• WORK ORDER: What lines of the data hold the string "warn"? Pull each one out.
◇ ◇ ◇ ◇ ◇ ◇ ◇
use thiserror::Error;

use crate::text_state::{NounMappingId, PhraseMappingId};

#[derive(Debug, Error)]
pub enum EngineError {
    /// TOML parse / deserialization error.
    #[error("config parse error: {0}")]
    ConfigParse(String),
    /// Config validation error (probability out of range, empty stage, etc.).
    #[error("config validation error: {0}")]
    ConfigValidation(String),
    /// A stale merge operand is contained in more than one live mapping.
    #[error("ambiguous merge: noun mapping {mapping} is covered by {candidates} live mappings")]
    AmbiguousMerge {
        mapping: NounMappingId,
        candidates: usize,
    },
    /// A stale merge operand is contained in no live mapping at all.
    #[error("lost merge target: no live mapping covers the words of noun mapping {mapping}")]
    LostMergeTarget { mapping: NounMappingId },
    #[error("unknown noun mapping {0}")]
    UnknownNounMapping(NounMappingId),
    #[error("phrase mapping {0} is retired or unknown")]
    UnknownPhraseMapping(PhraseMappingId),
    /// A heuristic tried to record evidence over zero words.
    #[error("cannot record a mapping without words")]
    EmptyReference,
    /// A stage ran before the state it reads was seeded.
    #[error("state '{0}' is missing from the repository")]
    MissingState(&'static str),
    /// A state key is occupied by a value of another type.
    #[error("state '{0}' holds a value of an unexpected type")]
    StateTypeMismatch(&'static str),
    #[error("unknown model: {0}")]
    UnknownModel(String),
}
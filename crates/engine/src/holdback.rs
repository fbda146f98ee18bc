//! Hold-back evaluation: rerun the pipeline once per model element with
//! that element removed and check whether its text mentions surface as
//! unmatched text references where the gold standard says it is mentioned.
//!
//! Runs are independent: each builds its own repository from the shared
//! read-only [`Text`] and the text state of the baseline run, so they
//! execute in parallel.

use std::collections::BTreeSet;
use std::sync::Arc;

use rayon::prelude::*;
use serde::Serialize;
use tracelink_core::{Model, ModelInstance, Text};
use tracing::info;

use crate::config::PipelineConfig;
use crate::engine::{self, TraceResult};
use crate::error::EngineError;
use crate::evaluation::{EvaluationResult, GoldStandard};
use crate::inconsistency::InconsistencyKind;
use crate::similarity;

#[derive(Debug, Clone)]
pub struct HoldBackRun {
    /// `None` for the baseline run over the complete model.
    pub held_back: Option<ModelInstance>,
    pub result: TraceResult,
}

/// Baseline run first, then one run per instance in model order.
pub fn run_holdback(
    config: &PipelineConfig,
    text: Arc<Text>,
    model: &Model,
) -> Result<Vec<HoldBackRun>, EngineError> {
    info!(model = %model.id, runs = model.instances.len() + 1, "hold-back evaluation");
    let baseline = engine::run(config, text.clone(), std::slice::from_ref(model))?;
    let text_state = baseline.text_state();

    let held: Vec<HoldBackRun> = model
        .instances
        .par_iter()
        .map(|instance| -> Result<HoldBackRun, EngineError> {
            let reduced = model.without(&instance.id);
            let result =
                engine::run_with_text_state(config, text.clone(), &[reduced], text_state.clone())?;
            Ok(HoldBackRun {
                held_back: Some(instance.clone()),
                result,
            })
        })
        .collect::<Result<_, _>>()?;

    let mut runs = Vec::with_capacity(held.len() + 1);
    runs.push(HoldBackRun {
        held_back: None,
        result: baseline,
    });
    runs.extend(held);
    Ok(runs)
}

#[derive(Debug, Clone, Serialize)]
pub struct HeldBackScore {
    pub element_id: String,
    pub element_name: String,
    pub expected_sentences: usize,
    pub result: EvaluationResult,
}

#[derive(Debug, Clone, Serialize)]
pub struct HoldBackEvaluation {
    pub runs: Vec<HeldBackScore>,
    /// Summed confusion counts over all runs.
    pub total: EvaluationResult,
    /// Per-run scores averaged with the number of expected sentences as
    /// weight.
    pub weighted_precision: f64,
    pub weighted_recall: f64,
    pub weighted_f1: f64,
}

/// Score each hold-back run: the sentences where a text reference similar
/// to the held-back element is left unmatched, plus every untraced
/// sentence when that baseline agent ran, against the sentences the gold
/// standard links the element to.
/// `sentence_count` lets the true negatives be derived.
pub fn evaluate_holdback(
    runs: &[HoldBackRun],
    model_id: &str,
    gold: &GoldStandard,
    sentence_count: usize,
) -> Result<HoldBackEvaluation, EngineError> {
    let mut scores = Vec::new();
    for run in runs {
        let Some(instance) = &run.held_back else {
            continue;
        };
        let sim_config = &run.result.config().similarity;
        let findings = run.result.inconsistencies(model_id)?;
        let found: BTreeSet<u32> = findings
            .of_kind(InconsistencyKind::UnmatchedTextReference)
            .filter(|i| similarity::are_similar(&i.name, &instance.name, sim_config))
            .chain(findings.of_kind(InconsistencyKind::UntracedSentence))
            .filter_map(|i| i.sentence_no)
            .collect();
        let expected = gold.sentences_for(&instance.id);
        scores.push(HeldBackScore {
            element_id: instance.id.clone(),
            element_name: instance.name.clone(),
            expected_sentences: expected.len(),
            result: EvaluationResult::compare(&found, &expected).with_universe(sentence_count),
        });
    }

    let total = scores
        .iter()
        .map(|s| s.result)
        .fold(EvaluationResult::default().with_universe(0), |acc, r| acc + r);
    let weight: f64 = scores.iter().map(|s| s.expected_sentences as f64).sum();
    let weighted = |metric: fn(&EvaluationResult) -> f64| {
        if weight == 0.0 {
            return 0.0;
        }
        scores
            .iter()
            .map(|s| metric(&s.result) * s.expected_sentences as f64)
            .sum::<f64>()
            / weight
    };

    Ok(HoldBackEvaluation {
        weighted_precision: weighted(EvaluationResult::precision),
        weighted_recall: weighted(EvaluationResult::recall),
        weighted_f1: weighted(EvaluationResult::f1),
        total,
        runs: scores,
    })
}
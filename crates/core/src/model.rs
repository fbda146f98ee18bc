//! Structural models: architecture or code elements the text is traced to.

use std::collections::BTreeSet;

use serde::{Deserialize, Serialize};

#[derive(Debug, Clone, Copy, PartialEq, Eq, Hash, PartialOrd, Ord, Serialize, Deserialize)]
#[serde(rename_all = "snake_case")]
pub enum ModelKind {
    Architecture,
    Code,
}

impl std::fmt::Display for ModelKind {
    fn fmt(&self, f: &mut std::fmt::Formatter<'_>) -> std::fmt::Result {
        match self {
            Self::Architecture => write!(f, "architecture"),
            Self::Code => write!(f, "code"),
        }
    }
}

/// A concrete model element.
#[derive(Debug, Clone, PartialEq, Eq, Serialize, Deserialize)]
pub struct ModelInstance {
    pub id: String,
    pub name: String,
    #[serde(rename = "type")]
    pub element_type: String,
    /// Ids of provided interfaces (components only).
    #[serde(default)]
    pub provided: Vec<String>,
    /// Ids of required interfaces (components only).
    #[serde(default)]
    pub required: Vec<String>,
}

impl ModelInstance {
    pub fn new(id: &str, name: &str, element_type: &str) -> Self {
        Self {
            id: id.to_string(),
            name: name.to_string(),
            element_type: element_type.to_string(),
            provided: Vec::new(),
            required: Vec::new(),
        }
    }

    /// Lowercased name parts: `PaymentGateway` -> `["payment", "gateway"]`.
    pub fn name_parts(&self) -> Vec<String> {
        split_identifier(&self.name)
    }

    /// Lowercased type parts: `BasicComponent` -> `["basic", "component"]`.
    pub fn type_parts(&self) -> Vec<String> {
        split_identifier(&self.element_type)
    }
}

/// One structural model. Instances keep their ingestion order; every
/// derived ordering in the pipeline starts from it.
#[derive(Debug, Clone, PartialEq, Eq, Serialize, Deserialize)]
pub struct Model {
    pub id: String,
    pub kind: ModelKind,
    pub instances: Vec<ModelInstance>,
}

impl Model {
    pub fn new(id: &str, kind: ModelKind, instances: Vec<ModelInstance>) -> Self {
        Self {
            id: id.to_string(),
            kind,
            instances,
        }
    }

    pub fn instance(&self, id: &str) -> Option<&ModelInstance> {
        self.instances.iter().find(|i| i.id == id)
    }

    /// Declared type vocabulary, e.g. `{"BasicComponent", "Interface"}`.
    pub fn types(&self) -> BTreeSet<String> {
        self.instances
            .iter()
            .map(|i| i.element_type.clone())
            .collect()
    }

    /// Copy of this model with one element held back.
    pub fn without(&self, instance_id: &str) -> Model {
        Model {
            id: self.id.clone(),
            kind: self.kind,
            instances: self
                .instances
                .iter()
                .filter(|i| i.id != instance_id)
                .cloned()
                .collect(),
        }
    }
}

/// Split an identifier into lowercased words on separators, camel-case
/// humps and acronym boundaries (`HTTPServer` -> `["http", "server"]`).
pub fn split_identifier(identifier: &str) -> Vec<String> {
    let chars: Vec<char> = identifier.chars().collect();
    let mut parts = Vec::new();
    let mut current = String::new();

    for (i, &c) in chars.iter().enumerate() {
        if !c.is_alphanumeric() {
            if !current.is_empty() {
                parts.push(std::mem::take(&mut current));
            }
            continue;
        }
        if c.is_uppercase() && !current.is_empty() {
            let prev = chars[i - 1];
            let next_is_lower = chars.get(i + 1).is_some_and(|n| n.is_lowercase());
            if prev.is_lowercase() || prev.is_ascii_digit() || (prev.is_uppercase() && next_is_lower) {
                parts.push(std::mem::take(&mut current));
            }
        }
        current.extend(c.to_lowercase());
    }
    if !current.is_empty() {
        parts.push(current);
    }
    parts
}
◇ ◇ ◇ ◇ ◇ ◇ ◇
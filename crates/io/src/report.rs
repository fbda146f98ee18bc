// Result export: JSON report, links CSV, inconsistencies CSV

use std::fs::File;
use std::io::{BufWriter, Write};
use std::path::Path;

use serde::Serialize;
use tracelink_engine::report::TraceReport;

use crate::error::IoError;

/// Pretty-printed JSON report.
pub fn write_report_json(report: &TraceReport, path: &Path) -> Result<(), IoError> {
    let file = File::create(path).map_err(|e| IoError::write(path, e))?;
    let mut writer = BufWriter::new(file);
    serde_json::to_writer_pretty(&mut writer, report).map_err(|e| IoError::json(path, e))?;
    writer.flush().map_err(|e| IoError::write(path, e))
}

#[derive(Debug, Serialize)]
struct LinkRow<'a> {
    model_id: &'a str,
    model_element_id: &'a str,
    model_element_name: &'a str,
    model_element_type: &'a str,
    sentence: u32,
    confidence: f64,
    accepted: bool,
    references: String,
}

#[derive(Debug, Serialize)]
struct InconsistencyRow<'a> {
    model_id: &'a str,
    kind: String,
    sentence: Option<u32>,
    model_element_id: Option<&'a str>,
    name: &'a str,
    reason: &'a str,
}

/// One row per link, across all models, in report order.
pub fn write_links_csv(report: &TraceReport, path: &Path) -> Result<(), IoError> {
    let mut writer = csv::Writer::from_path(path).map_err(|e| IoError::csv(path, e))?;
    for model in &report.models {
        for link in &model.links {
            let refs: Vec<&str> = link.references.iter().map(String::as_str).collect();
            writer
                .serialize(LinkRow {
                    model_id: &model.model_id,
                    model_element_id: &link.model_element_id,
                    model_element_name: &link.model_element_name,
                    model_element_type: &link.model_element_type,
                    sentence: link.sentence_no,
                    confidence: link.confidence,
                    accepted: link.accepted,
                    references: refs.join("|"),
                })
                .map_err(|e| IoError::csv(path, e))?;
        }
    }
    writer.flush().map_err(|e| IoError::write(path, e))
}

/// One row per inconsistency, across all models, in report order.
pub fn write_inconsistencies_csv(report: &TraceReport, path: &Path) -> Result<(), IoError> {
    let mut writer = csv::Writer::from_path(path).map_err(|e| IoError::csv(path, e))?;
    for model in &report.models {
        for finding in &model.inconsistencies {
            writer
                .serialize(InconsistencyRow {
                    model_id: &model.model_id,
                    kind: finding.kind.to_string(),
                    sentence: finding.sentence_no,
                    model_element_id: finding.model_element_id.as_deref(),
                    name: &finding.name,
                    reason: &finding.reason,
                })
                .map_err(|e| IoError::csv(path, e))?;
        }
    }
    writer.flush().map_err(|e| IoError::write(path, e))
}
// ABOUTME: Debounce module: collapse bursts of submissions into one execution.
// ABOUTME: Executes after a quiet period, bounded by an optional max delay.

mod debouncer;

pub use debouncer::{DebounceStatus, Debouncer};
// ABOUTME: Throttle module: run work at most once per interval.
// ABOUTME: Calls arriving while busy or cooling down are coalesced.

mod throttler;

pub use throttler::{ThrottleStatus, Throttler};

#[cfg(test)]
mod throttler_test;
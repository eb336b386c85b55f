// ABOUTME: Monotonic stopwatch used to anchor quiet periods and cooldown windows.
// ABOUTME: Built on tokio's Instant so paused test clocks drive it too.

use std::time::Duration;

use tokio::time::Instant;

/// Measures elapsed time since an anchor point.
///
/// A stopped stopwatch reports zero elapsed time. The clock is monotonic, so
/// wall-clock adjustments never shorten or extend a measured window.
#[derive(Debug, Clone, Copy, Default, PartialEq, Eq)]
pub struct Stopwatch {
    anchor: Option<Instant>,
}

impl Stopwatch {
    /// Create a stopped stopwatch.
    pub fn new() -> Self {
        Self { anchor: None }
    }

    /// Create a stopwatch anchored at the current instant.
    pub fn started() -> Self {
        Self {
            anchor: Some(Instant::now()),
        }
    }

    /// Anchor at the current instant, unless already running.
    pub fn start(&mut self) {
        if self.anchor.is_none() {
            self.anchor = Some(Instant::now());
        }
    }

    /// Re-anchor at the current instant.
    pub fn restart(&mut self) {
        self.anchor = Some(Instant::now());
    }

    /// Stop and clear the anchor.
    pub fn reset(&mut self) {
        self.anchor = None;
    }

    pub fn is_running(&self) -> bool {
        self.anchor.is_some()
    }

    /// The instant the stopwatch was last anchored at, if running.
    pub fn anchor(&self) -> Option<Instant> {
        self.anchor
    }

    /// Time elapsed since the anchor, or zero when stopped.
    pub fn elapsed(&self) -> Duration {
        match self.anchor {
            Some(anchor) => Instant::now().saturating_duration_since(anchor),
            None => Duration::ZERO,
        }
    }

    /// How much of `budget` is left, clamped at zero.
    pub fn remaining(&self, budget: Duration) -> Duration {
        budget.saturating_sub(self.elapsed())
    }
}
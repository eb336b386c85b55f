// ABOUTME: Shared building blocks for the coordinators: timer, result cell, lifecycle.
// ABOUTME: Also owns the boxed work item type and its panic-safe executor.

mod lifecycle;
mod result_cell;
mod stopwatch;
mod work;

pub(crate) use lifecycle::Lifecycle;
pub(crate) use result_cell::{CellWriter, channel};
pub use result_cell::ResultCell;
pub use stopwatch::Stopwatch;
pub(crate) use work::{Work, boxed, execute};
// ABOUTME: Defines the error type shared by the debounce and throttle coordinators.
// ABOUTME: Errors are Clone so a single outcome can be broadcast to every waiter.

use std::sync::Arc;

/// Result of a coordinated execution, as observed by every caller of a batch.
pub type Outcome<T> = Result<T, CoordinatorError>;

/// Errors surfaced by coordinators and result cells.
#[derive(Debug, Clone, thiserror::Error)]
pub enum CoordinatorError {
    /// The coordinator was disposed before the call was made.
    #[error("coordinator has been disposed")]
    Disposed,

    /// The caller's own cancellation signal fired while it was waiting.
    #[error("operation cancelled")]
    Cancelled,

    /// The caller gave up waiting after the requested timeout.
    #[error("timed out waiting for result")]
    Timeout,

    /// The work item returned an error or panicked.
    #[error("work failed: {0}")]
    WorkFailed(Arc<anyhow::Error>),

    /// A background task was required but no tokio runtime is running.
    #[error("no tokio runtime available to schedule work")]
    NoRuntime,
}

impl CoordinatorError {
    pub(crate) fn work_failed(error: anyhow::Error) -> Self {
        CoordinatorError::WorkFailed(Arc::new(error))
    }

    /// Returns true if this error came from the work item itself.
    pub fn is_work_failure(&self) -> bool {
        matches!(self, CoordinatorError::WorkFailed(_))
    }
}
◇ ◇ ◇ ◇ ◇ ◇ ◇
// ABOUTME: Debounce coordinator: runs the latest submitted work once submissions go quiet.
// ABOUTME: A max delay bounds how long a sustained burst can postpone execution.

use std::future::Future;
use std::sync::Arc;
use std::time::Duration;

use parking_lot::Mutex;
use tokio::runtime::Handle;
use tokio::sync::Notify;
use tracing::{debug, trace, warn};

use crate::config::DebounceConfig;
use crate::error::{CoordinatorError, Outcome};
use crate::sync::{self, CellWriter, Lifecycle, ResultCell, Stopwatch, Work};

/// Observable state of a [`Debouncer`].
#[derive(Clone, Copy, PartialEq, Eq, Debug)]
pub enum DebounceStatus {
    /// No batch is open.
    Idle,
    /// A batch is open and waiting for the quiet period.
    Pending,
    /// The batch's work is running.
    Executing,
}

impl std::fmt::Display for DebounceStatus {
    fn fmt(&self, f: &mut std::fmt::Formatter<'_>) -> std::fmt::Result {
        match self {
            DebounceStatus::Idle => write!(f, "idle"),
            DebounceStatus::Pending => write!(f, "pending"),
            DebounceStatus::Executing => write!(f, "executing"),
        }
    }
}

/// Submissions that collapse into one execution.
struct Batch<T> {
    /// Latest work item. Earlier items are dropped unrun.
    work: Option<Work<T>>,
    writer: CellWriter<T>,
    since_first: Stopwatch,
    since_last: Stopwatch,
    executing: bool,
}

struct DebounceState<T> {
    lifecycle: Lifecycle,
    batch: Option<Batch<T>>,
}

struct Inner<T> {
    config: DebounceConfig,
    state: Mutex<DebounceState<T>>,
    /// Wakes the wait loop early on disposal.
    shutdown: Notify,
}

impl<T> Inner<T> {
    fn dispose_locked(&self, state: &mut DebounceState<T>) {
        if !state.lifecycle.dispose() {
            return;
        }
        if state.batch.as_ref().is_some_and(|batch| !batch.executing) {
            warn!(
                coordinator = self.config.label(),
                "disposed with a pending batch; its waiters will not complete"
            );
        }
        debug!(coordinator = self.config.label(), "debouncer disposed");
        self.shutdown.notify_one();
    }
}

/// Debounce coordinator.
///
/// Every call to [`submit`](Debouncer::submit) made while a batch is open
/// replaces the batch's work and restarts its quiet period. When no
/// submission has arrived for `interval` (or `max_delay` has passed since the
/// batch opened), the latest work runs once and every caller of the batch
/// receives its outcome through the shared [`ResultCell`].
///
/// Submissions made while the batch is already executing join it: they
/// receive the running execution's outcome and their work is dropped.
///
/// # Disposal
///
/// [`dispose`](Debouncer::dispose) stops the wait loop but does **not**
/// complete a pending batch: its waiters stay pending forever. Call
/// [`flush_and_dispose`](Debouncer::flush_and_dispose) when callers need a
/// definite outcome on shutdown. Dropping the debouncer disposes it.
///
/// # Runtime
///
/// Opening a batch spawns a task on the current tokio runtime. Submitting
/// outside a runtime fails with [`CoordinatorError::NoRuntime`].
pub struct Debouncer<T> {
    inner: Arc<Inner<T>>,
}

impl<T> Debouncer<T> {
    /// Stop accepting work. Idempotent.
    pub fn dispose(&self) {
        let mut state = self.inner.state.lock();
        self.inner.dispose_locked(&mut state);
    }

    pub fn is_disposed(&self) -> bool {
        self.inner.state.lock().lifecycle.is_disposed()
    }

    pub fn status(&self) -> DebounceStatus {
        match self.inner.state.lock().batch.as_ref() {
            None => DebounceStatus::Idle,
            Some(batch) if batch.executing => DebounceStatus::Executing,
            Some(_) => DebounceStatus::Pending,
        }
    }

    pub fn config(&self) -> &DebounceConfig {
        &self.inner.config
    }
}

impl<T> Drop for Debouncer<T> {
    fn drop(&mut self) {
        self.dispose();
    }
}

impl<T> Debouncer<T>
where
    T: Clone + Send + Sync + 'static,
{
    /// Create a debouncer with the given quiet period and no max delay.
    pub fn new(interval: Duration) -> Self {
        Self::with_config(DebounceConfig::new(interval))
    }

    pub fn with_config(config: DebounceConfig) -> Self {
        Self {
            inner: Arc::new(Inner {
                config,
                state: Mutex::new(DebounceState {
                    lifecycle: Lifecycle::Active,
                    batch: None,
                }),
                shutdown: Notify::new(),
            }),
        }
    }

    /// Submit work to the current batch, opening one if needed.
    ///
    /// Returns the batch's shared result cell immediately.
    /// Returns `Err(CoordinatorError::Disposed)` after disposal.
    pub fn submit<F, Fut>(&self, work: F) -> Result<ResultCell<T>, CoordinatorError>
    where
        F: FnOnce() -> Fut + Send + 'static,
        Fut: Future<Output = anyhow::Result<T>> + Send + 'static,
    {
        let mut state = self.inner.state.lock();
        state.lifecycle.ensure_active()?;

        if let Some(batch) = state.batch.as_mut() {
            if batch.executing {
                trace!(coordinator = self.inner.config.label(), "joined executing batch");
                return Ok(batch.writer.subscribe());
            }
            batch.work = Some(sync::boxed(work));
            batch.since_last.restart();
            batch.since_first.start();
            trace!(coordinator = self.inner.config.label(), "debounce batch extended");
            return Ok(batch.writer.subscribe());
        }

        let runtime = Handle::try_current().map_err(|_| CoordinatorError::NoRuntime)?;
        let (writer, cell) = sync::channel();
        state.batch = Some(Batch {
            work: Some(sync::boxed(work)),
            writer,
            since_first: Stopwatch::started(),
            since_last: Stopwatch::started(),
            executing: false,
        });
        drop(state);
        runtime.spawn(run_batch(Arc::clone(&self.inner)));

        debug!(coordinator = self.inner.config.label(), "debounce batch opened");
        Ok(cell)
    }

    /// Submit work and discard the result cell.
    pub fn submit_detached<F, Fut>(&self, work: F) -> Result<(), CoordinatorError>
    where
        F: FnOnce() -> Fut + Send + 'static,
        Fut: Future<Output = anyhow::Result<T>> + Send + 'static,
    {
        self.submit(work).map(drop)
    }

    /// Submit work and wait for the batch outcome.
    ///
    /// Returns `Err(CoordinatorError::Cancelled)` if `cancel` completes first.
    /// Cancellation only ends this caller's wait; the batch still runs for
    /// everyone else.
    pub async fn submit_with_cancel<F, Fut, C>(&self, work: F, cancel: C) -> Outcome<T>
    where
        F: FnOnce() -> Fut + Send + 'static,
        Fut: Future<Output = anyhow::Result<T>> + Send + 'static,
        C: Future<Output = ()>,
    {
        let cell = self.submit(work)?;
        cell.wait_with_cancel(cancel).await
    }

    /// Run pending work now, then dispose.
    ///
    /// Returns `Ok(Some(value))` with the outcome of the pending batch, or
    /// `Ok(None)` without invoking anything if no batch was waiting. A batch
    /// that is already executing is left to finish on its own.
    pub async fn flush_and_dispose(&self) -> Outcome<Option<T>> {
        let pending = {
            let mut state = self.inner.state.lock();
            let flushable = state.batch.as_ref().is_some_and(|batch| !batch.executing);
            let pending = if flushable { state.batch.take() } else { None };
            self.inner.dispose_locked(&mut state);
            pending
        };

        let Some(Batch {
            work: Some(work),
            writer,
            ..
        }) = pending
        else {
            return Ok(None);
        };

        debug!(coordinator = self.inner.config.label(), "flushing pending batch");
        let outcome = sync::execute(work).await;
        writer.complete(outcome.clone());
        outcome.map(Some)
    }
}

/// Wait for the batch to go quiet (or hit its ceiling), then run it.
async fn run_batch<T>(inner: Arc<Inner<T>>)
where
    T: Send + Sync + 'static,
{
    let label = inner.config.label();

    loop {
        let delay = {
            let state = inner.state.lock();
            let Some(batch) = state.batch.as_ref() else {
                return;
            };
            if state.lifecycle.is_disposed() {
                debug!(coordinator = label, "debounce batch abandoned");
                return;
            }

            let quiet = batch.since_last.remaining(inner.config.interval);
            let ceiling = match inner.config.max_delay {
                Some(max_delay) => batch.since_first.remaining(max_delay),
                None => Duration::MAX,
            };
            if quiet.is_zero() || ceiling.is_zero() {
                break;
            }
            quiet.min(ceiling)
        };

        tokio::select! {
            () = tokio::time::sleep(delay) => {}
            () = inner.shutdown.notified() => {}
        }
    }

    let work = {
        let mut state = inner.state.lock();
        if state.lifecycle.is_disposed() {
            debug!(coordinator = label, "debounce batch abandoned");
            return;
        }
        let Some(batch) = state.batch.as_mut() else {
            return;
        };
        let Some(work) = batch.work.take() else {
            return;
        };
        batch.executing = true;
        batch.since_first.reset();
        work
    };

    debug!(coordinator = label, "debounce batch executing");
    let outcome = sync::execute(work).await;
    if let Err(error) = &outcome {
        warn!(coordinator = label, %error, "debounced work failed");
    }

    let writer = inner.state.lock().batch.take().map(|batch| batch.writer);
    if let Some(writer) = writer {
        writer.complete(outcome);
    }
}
◇ ◇ ◇ ◇ ◇ ◇ ◇
• TASK ANSWER:
use tracing::{debug, trace, warn};
            warn!(
        warn!(coordinator = label, %error, "debounced work failed");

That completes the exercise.